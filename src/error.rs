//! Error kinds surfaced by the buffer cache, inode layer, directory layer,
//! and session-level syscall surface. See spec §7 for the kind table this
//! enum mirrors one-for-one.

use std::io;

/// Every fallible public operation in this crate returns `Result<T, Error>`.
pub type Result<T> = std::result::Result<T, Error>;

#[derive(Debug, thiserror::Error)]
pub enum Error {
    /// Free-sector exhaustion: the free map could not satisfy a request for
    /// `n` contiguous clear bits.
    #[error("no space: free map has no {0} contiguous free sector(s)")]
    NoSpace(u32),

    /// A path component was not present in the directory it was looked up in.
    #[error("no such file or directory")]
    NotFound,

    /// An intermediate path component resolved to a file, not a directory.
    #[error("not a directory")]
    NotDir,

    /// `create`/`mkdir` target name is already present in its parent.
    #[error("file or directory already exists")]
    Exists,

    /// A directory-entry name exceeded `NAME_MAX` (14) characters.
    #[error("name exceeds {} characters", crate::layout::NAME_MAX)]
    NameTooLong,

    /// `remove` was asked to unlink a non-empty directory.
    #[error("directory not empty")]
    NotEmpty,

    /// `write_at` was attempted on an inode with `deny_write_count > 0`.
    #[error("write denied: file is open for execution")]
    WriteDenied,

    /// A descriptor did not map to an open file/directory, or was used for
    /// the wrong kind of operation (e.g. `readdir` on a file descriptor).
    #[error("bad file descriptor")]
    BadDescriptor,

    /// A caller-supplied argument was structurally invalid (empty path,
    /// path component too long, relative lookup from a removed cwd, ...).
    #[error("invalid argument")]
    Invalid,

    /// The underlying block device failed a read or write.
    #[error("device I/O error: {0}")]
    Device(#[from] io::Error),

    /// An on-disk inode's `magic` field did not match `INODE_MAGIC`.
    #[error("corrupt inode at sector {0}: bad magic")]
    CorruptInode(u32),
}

Exercise details:
Search the data for "open" and list every line in which it occurs.

Answer section:
    #[error("write denied: file is open for execution")]
    /// A descriptor did not map to an open file/directory, or was used for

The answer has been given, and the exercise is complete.